DIRECTIONS: Find all lines below containing the string "when" and return them.

====== RECORDED DATA

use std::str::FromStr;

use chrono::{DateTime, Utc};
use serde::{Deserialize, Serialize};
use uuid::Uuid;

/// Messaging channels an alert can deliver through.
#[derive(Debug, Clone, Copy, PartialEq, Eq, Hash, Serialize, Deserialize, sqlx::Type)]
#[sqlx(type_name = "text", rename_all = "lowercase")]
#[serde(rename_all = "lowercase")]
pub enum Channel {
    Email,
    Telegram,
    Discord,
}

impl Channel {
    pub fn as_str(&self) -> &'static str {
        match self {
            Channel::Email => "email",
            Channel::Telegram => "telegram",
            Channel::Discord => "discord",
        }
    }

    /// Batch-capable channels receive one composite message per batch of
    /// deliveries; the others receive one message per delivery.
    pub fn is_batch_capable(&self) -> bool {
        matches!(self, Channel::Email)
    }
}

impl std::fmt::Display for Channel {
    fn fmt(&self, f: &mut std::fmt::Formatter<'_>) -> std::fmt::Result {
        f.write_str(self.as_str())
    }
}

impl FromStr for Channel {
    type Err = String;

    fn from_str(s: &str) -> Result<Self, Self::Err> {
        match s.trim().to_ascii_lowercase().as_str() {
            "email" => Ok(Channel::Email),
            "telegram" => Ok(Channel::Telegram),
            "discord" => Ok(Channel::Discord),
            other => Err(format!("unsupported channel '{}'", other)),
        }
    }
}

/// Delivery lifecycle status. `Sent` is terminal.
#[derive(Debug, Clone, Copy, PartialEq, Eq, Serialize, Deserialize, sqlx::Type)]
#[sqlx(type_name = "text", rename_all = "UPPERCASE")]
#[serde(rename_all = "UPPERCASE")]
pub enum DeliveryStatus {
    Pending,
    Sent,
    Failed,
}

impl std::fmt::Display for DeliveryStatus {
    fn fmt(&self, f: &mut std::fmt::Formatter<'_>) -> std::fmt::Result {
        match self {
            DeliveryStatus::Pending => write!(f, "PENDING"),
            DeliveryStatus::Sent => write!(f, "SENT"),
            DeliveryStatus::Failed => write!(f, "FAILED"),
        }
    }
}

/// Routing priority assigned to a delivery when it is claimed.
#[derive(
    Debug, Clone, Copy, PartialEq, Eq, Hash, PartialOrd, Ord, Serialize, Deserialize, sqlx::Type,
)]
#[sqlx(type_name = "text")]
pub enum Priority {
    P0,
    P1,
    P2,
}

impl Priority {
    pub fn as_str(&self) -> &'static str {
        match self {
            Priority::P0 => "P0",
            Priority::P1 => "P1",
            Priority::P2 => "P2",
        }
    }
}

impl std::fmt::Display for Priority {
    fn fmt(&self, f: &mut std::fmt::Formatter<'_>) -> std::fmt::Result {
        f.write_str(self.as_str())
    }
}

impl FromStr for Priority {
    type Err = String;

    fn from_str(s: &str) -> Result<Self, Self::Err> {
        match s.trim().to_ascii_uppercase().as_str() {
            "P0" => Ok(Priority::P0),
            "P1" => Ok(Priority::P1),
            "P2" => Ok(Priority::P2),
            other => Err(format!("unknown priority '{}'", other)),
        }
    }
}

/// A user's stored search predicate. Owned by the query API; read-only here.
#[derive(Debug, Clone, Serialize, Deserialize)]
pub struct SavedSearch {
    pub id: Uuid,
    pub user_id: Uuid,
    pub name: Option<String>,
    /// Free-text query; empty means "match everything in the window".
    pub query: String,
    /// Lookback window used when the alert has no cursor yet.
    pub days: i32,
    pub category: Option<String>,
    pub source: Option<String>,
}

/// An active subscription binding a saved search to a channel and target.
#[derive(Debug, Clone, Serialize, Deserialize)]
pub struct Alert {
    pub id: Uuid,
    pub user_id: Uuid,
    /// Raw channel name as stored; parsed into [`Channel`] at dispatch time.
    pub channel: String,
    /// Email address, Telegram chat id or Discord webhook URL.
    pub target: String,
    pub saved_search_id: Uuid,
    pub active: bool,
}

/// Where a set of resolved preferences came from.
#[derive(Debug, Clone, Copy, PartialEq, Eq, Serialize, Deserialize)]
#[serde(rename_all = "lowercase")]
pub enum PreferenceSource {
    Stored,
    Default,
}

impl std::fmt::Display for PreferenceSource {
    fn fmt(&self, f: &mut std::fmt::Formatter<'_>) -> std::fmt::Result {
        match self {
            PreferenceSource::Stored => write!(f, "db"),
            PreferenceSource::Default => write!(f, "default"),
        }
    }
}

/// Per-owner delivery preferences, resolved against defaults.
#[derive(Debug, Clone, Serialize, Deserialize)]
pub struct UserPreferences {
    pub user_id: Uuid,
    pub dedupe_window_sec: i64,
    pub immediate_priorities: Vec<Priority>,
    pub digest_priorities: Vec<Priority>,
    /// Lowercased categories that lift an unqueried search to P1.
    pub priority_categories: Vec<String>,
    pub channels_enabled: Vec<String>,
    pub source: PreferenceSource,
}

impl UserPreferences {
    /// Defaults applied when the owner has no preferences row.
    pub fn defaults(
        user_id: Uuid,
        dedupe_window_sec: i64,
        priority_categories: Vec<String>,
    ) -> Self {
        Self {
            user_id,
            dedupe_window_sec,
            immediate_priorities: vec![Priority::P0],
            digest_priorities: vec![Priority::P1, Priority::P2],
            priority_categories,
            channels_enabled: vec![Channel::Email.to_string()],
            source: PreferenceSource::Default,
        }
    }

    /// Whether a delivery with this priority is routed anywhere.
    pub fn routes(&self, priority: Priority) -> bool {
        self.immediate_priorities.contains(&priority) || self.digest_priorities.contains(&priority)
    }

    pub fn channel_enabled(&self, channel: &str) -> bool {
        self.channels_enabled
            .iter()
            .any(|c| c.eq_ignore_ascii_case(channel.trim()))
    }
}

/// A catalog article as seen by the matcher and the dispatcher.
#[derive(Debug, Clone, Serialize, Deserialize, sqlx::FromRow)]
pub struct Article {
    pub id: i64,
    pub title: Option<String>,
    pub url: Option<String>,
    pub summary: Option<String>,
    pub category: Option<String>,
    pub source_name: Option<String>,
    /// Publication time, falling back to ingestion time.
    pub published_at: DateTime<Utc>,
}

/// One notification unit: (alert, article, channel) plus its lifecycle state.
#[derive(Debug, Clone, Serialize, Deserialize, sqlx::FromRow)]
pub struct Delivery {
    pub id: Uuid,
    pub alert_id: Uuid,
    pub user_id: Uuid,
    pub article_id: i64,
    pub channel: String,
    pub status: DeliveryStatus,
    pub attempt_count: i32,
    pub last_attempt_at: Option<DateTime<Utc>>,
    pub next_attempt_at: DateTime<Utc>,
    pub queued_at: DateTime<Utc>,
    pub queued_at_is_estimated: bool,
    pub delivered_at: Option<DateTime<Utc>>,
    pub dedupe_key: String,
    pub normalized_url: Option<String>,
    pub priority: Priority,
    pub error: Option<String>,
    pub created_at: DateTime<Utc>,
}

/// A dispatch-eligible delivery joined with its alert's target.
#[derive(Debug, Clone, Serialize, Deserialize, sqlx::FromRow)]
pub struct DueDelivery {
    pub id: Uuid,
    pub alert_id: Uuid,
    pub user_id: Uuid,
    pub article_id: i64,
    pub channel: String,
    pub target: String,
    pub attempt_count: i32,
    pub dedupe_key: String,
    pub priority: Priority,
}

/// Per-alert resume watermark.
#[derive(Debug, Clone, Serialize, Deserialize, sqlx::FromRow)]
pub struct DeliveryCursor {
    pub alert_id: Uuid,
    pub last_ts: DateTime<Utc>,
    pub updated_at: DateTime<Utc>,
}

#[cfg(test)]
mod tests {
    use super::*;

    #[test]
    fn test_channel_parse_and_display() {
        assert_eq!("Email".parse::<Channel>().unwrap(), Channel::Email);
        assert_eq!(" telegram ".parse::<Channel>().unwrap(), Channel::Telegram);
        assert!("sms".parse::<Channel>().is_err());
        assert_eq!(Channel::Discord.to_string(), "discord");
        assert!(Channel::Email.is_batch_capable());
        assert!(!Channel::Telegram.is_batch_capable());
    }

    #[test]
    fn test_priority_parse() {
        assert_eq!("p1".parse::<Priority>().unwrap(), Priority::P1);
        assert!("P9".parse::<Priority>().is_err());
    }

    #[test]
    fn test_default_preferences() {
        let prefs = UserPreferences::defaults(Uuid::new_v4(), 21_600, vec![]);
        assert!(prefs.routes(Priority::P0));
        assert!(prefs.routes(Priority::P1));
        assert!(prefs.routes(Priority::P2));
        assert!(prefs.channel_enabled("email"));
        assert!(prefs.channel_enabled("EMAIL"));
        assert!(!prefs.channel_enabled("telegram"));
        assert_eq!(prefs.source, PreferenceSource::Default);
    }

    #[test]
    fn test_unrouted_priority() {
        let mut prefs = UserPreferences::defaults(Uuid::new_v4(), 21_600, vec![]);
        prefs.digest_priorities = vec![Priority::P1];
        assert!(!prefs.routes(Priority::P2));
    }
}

============

RESPONSE AREA:
/// Routing priority assigned to a delivery when it is claimed.
    /// Lookback window used when the alert has no cursor yet.
    /// Defaults applied when the owner has no preferences row.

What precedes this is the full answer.